Data records:
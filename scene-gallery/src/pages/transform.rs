use bevy::prelude::*;

use super::{page_camera, unlit};
use crate::engine::camera::orbit_controls::OrbitControls;
use crate::engine::core::app_state::GalleryPage;
use crate::engine::scene::helpers::axes_helper;

const PAGE: GalleryPage = GalleryPage::Transform;

/// Radians added to x and y rotation every frame.
const SPIN_PER_FRAME: f32 = 0.01;

pub struct TransformPagePlugin;

impl Plugin for TransformPagePlugin {
    fn build(&self, app: &mut App) {
        app.add_systems(OnEnter(PAGE), spawn_transform_scene)
            .add_systems(Update, spin_cubes.run_if(in_state(PAGE)));
    }
}

#[derive(Component)]
struct SpinningCube;

/// x position, colour and whether the cube spins. Only the last cube added
/// to the scene, the green one, is animated.
const CUBES: [(f32, Color, bool); 3] = [
    (0.0, Color::srgb(1.0, 0.0, 0.0), false),
    (2.0, Color::srgb(0.0, 0.0, 1.0), false),
    (-2.0, Color::srgb(0.0, 1.0, 0.0), true),
];

fn spawn_transform_scene(
    mut commands: Commands,
    mut meshes: ResMut<Assets<Mesh>>,
    mut materials: ResMut<Assets<StandardMaterial>>,
) {
    commands.spawn((
        page_camera(Vec3::new(0.0, 0.0, 3.0), Vec3::ZERO, 75.0, Color::BLACK),
        OrbitControls::new(Vec3::ZERO),
        StateScoped(PAGE),
    ));

    let cube = meshes.add(Cuboid::new(1.0, 1.0, 1.0));
    for (x, color, spins) in CUBES {
        let mut entity = commands.spawn((
            Mesh3d(cube.clone()),
            MeshMaterial3d(unlit(&mut materials, color)),
            Transform::from_xyz(x, 0.0, 0.0),
            StateScoped(PAGE),
        ));
        if spins {
            entity.insert(SpinningCube);
        }
    }

    commands.spawn((axes_helper(&mut meshes, &mut materials, 3.0), StateScoped(PAGE)));
}

/// Fixed per-frame increment, so the speed follows the frame rate.
fn spin_cubes(mut cubes: Query<&mut Transform, With<SpinningCube>>) {
    for mut transform in &mut cubes {
        transform.rotation = spun(transform.rotation);
    }
}

fn spun(rotation: Quat) -> Quat {
    let (x, y, z) = rotation.to_euler(EulerRot::XYZ);
    Quat::from_euler(EulerRot::XYZ, x + SPIN_PER_FRAME, y + SPIN_PER_FRAME, z)
}

#[cfg(test)]
mod tests {
    use super::*;

    #[test]
    fn only_the_green_cube_spins() {
        let spinning: Vec<_> = CUBES.iter().filter(|(.., spins)| *spins).collect();
        assert_eq!(spinning.len(), 1);
        assert_eq!(spinning[0].0, -2.0);
        assert_eq!(spinning[0].1, Color::srgb(0.0, 1.0, 0.0));
    }

    #[test]
    fn spinning_cube_turns_each_frame() {
        let mut app = App::new();
        app.add_systems(Update, spin_cubes);
        let spinning = app
            .world_mut()
            .spawn((Transform::from_xyz(-2.0, 0.0, 0.0), SpinningCube))
            .id();
        let still = app.world_mut().spawn(Transform::from_xyz(0.0, 0.0, 0.0)).id();

        for _ in 0..10 {
            app.update();
        }

        let (x, y, _) = app
            .world()
            .get::<Transform>(spinning)
            .unwrap()
            .rotation
            .to_euler(EulerRot::XYZ);
        assert!((x - 0.1).abs() < 1e-4);
        assert!((y - 0.1).abs() < 1e-4);
        assert_eq!(app.world().get::<Transform>(still).unwrap().rotation, Quat::IDENTITY);
    }
}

THE TASK: The expected response is the full set of records, reproduced exactly.

TASK OUTPUT:
filename scene-gallery/src/pages/transform.rs
use bevy::prelude::*;

use super::{page_camera, unlit};
use crate::engine::camera::orbit_controls::OrbitControls;
use crate::engine::core::app_state::GalleryPage;
use crate::engine::scene::helpers::axes_helper;

const PAGE: GalleryPage = GalleryPage::Transform;

/// Radians added to x and y rotation every frame.
const SPIN_PER_FRAME: f32 = 0.01;

pub struct TransformPagePlugin;

impl Plugin for TransformPagePlugin {
    fn build(&self, app: &mut App) {
        app.add_systems(OnEnter(PAGE), spawn_transform_scene)
            .add_systems(Update, spin_cubes.run_if(in_state(PAGE)));
    }
}

#[derive(Component)]
struct SpinningCube;

/// x position, colour and whether the cube spins. Only the last cube added
/// to the scene, the green one, is animated.
const CUBES: [(f32, Color, bool); 3] = [
    (0.0, Color::srgb(1.0, 0.0, 0.0), false),
    (2.0, Color::srgb(0.0, 0.0, 1.0), false),
    (-2.0, Color::srgb(0.0, 1.0, 0.0), true),
];

fn spawn_transform_scene(
    mut commands: Commands,
    mut meshes: ResMut<Assets<Mesh>>,
    mut materials: ResMut<Assets<StandardMaterial>>,
) {
    commands.spawn((
        page_camera(Vec3::new(0.0, 0.0, 3.0), Vec3::ZERO, 75.0, Color::BLACK),
        OrbitControls::new(Vec3::ZERO),
        StateScoped(PAGE),
    ));

    let cube = meshes.add(Cuboid::new(1.0, 1.0, 1.0));
    for (x, color, spins) in CUBES {
        let mut entity = commands.spawn((
            Mesh3d(cube.clone()),
            MeshMaterial3d(unlit(&mut materials, color)),
            Transform::from_xyz(x, 0.0, 0.0),
            StateScoped(PAGE),
        ));
        if spins {
            entity.insert(SpinningCube);
        }
    }

    commands.spawn((axes_helper(&mut meshes, &mut materials, 3.0), StateScoped(PAGE)));
}

/// Fixed per-frame increment, so the speed follows the frame rate.
fn spin_cubes(mut cubes: Query<&mut Transform, With<SpinningCube>>) {
    for mut transform in &mut cubes {
        transform.rotation = spun(transform.rotation);
    }
}

fn spun(rotation: Quat) -> Quat {
    let (x, y, z) = rotation.to_euler(EulerRot::XYZ);
    Quat::from_euler(EulerRot::XYZ, x + SPIN_PER_FRAME, y + SPIN_PER_FRAME, z)
}

#[cfg(test)]
mod tests {
    use super::*;

    #[test]
    fn only_the_green_cube_spins() {
        let spinning: Vec<_> = CUBES.iter().filter(|(.., spins)| *spins).collect();
        assert_eq!(spinning.len(), 1);
        assert_eq!(spinning[0].0, -2.0);
        assert_eq!(spinning[0].1, Color::srgb(0.0, 1.0, 0.0));
    }

    #[test]
    fn spinning_cube_turns_each_frame() {
        let mut app = App::new();
        app.add_systems(Update, spin_cubes);
        let spinning = app
            .world_mut()
            .spawn((Transform::from_xyz(-2.0, 0.0, 0.0), SpinningCube))
            .id();
        let still = app.world_mut().spawn(Transform::from_xyz(0.0, 0.0, 0.0)).id();

        for _ in 0..10 {
            app.update();
        }

        let (x, y, _) = app
            .world()
            .get::<Transform>(spinning)
            .unwrap()
            .rotation
            .to_euler(EulerRot::XYZ);
        assert!((x - 0.1).abs() < 1e-4);
        assert!((y - 0.1).abs() < 1e-4);
        assert_eq!(app.world().get::<Transform>(still).unwrap().rotation, Quat::IDENTITY);
    }
}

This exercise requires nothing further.